- Instructions to follow -
Lines to restate from the data below: from the one containing "this host stack." to the one containing "-> Result<Configuration, rusb::Error>;", both included. Give them again exactly, and only them.

- Data records -
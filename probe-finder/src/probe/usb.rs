//! The slice of the host USB stack used during discovery.
//!
//! Discovery only needs to enumerate devices, read their descriptors and
//! read string descriptors through an open handle. These traits describe
//! exactly that, and are implemented for [`rusb`].

use rusb::UsbContext;

/// The identity part of a USB device descriptor.
#[derive(Debug, Clone, Copy, PartialEq, Eq)]
pub struct DeviceIdentity {
    /// USB vendor id.
    pub vendor_id: u16,
    /// USB product id.
    pub product_id: u16,
    /// Index of the serial number string descriptor, if the device has one.
    pub serial_index: Option<u8>,
}

/// An alternate setting of an interface.
#[derive(Debug, Clone, Copy, PartialEq, Eq)]
pub struct AltSetting {
    /// The alternate setting number.
    pub setting: u8,
    /// Index of the interface string descriptor, if any.
    pub string_index: Option<u8>,
}

/// An interface of the active configuration.
#[derive(Debug, Clone, PartialEq, Eq)]
pub struct InterfaceInfo {
    /// The interface number.
    pub number: u8,
    /// Alternate settings, in ascending order.
    pub alt_settings: Vec<AltSetting>,
}

/// The interfaces of a device's active configuration, in ascending order.
#[derive(Debug, Clone, Default, PartialEq, Eq)]
pub struct Configuration {
    /// All interfaces of the configuration.
    pub interfaces: Vec<InterfaceInfo>,
}

/// Enumerates the devices attached to the host.
pub trait UsbHost {
    /// The device type of this host stack.
    type Device: UsbDevice;

    /// Lists all attached devices in bus order.
    fn devices(&self) -> Result<Vec<Self::Device>, rusb::Error>;
}

/// A physical device which has not necessarily been opened.
pub trait UsbDevice {
    /// The open handle type.
    ///
    /// Dropping the handle closes the device.
    type Handle: UsbDeviceHandle;

    /// A human readable location of the device, used in log messages.
    fn location(&self) -> String;

    /// Reads the device descriptor.
    fn identity(&self) -> Result<DeviceIdentity, rusb::Error>;

    /// Reads the active configuration descriptor.
    fn active_configuration(&self) -> Result<Configuration, rusb::Error>;

    /// Opens the device.
    fn open_handle(&self) -> Result<Self::Handle, rusb::Error>;
}

/// An open device.
pub trait UsbDeviceHandle {
    /// Reads a string descriptor converted to ASCII.
    fn read_ascii_string(&self, index: u8) -> Result<String, rusb::Error>;
}

/// The libusb backed host stack.
#[derive(Debug, Default, Clone, Copy)]
pub struct RusbHost;

impl UsbHost for RusbHost {
    type Device = rusb::Device<rusb::Context>;

    fn devices(&self) -> Result<Vec<Self::Device>, rusb::Error> {
        let context = rusb::Context::new()?;
        let devices = context.devices()?;

        Ok(devices.iter().collect())
    }
}

impl<T: UsbContext> UsbDevice for rusb::Device<T> {
    type Handle = rusb::DeviceHandle<T>;

    fn location(&self) -> String {
        format!("bus {:03} address {:03}", self.bus_number(), self.address())
    }

    fn identity(&self) -> Result<DeviceIdentity, rusb::Error> {
        let descriptor = self.device_descriptor()?;

        Ok(DeviceIdentity {
            vendor_id: descriptor.vendor_id(),
            product_id: descriptor.product_id(),
            serial_index: descriptor.serial_number_string_index(),
        })
    }

    fn active_configuration(&self) -> Result<Configuration, rusb::Error> {
        let config = self.active_config_descriptor()?;

        let interfaces = config
            .interfaces()
            .map(|interface| InterfaceInfo {
                number: interface.number(),
                alt_settings: interface
                    .descriptors()
                    .map(|descriptor| AltSetting {
                        setting: descriptor.setting_number(),
                        string_index: descriptor.description_string_index(),
                    })
                    .collect(),
            })
            .collect();

        Ok(Configuration { interfaces })
    }

    fn open_handle(&self) -> Result<Self::Handle, rusb::Error> {
        rusb::Device::open(self)
    }
}

impl<T: UsbContext> UsbDeviceHandle for rusb::DeviceHandle<T> {
    fn read_ascii_string(&self, index: u8) -> Result<String, rusb::Error> {
        self.read_string_descriptor_ascii(index)
    }
}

- Finished exercise -
    /// The device type of this host stack.
    type Device: UsbDevice;

    /// Lists all attached devices in bus order.
    fn devices(&self) -> Result<Vec<Self::Device>, rusb::Error>;
}

/// A physical device which has not necessarily been opened.
pub trait UsbDevice {
    /// The open handle type.
    ///
    /// Dropping the handle closes the device.
    type Handle: UsbDeviceHandle;

    /// A human readable location of the device, used in log messages.
    fn location(&self) -> String;

    /// Reads the device descriptor.
    fn identity(&self) -> Result<DeviceIdentity, rusb::Error>;

    /// Reads the active configuration descriptor.
    fn active_configuration(&self) -> Result<Configuration, rusb::Error>;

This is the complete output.